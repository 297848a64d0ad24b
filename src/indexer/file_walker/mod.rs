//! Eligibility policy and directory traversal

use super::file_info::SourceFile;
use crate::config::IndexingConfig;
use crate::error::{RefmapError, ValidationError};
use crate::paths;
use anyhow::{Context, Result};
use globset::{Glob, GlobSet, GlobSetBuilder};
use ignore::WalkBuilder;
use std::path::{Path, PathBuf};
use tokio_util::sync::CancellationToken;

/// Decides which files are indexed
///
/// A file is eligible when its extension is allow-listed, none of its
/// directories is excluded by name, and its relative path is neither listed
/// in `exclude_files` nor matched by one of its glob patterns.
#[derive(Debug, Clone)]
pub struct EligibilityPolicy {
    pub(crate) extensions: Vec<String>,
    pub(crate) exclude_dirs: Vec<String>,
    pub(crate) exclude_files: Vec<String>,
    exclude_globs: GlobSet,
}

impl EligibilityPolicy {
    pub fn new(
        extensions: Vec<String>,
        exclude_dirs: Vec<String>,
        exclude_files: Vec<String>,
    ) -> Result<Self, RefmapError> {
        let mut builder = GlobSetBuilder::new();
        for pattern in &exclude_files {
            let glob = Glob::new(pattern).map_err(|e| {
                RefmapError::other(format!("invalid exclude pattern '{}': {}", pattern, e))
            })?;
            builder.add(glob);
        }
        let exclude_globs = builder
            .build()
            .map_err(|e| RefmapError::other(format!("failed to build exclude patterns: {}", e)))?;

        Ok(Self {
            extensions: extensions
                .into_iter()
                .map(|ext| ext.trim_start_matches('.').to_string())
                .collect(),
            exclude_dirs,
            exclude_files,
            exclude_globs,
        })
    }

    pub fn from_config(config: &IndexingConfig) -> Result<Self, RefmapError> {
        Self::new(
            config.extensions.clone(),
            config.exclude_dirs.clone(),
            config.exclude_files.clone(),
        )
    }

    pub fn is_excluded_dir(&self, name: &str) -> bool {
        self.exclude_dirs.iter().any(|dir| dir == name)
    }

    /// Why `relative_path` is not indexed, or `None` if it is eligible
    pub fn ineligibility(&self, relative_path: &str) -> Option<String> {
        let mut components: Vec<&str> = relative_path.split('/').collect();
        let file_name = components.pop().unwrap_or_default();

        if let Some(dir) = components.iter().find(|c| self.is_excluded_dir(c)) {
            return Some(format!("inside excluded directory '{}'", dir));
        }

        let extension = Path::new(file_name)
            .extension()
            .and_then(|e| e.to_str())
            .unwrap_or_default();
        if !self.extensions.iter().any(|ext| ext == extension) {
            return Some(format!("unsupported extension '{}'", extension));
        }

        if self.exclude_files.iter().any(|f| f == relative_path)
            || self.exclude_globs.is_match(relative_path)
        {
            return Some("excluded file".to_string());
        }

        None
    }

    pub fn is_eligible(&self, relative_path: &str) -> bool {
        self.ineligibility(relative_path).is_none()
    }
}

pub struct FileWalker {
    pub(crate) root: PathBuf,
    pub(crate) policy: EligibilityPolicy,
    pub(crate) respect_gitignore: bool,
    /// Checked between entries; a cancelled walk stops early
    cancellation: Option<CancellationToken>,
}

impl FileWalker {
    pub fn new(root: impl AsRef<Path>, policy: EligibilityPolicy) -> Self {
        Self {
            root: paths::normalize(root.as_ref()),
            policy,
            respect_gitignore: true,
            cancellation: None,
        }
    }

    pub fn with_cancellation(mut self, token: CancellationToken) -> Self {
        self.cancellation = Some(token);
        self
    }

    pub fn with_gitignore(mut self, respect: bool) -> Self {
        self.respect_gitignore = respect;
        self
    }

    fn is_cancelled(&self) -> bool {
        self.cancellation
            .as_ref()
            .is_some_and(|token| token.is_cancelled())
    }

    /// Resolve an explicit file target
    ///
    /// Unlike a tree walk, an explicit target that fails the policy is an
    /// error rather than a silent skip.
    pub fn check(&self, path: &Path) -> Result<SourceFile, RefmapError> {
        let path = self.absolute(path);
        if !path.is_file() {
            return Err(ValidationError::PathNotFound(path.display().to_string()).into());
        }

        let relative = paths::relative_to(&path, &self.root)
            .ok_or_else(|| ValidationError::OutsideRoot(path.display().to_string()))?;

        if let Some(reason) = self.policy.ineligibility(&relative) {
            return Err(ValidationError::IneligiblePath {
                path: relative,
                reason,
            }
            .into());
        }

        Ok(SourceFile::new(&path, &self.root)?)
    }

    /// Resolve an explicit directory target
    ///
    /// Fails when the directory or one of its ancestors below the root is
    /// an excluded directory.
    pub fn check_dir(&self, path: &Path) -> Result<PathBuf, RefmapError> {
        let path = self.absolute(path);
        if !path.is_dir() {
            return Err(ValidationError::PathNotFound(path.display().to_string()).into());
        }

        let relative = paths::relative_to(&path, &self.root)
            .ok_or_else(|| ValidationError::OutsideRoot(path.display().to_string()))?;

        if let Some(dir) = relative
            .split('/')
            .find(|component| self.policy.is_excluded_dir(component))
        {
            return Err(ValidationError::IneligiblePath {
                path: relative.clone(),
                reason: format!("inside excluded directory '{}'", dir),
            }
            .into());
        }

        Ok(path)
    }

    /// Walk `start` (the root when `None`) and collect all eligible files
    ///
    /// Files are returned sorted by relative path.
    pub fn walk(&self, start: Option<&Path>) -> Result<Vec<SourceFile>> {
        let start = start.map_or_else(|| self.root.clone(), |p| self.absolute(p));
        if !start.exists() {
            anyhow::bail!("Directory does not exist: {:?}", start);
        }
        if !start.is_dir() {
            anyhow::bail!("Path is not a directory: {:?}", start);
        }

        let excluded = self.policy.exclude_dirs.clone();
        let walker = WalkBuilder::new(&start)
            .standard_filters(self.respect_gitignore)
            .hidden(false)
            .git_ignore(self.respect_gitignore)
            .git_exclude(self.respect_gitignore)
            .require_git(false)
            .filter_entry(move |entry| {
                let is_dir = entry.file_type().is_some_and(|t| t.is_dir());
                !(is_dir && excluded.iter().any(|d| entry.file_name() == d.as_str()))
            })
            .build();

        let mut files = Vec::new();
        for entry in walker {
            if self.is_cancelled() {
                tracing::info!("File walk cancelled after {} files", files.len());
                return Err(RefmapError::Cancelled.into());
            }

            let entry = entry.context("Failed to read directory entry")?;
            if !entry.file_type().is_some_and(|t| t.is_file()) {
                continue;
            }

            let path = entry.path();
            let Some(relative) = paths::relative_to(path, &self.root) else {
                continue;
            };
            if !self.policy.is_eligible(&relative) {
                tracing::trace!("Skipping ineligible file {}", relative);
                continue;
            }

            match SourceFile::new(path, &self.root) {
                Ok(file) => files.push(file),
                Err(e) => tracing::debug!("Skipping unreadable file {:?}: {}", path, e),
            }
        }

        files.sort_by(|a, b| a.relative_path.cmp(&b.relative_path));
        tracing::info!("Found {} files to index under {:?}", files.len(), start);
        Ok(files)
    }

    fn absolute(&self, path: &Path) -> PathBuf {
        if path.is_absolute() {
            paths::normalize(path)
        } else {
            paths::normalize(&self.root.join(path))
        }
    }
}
--------------------------------
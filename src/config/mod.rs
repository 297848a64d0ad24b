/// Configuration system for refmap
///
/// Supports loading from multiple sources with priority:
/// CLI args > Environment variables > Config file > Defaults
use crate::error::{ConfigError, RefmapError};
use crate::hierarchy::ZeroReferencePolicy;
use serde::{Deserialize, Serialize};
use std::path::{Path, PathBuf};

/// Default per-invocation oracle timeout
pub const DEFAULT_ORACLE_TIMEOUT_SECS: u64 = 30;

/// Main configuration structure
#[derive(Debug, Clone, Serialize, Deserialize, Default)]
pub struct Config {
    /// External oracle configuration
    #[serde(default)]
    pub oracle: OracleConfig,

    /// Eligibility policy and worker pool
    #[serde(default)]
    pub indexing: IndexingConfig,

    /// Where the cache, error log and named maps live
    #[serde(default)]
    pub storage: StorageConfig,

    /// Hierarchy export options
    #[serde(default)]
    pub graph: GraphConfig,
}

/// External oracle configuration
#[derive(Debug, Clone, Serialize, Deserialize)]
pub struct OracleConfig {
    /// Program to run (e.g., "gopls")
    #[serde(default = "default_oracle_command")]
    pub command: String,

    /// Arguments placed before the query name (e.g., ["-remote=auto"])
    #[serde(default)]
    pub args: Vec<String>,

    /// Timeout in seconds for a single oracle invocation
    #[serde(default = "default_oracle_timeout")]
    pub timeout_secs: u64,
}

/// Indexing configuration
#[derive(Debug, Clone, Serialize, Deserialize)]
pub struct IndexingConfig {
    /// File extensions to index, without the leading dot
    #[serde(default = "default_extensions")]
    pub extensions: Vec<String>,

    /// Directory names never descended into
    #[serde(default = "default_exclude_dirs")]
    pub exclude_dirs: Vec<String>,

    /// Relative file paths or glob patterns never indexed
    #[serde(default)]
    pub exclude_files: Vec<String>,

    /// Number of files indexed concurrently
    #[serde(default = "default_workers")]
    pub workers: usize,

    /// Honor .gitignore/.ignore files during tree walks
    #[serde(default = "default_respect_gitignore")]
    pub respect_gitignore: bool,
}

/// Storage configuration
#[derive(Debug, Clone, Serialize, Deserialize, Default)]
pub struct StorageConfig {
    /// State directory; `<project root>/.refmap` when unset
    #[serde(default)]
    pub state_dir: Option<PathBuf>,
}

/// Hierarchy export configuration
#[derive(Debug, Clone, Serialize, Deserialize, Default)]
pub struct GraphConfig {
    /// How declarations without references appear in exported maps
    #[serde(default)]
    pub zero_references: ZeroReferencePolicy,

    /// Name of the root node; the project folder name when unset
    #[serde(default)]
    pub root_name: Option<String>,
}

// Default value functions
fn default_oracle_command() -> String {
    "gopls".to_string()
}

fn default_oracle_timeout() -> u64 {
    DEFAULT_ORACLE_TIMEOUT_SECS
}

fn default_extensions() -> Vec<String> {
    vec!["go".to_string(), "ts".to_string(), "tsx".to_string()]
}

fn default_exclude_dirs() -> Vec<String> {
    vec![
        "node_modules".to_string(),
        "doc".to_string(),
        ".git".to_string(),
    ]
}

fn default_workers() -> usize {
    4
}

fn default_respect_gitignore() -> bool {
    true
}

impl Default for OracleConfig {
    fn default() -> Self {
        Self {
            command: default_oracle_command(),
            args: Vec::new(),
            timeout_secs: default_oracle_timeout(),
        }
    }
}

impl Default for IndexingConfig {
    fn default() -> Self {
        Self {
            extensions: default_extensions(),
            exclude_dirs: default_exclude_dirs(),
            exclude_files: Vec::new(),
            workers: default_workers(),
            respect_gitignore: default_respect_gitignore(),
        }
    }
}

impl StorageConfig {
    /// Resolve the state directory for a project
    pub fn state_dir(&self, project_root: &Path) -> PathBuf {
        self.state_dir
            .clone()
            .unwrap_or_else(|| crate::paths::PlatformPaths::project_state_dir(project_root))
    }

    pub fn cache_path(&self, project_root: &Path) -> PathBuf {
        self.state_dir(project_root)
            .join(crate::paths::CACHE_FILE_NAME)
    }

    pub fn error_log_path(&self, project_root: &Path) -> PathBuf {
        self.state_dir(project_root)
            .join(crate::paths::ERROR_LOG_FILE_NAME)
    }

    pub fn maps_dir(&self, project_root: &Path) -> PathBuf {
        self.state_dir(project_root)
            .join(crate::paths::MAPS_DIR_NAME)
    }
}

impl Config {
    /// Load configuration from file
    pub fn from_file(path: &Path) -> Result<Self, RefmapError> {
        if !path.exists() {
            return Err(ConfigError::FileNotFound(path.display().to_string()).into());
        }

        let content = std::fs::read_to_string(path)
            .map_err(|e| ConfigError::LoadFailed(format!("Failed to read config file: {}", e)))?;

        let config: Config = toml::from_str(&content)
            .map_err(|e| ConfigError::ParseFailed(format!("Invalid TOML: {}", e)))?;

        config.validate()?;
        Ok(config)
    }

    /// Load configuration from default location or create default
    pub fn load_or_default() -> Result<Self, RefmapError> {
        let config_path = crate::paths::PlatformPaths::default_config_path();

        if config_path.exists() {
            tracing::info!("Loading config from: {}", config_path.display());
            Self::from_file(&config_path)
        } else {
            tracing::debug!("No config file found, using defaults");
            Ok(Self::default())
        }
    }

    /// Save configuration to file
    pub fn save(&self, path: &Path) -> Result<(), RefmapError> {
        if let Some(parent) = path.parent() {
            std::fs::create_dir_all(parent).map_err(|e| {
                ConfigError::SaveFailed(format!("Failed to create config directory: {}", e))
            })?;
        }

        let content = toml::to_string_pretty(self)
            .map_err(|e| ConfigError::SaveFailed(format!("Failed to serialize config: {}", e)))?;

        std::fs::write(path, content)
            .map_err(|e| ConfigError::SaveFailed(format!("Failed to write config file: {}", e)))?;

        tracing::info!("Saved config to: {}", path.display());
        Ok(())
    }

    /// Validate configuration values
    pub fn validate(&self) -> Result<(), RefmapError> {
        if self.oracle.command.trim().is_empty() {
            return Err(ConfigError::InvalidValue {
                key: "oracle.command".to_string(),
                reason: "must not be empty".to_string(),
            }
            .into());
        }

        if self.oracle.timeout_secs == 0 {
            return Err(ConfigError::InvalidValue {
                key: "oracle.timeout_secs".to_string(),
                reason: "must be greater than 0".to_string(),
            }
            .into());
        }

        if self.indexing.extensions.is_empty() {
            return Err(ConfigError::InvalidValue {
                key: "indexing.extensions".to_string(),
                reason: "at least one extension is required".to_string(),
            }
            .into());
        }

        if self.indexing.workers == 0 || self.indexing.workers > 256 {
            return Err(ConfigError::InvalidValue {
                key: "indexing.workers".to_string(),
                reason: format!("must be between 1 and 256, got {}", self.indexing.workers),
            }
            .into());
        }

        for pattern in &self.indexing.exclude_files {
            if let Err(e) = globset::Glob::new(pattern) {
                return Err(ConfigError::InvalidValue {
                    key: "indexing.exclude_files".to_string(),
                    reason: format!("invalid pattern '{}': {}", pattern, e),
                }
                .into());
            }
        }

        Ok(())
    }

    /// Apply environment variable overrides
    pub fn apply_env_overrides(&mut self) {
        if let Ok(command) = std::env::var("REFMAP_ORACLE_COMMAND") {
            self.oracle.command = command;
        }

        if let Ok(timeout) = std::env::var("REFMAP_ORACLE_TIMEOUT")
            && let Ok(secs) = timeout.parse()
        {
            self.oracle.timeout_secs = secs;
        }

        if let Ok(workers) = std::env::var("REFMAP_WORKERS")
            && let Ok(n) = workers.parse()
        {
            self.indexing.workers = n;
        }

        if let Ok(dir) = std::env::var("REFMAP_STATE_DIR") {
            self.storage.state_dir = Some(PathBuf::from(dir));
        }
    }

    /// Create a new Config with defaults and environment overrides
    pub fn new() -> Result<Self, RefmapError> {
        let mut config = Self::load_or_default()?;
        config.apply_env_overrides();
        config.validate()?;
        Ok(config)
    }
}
--------------------------------
Problem details
Using the records above, determine how many lines hold the word "StorageConfig", and answer with that figure only.

Task response
3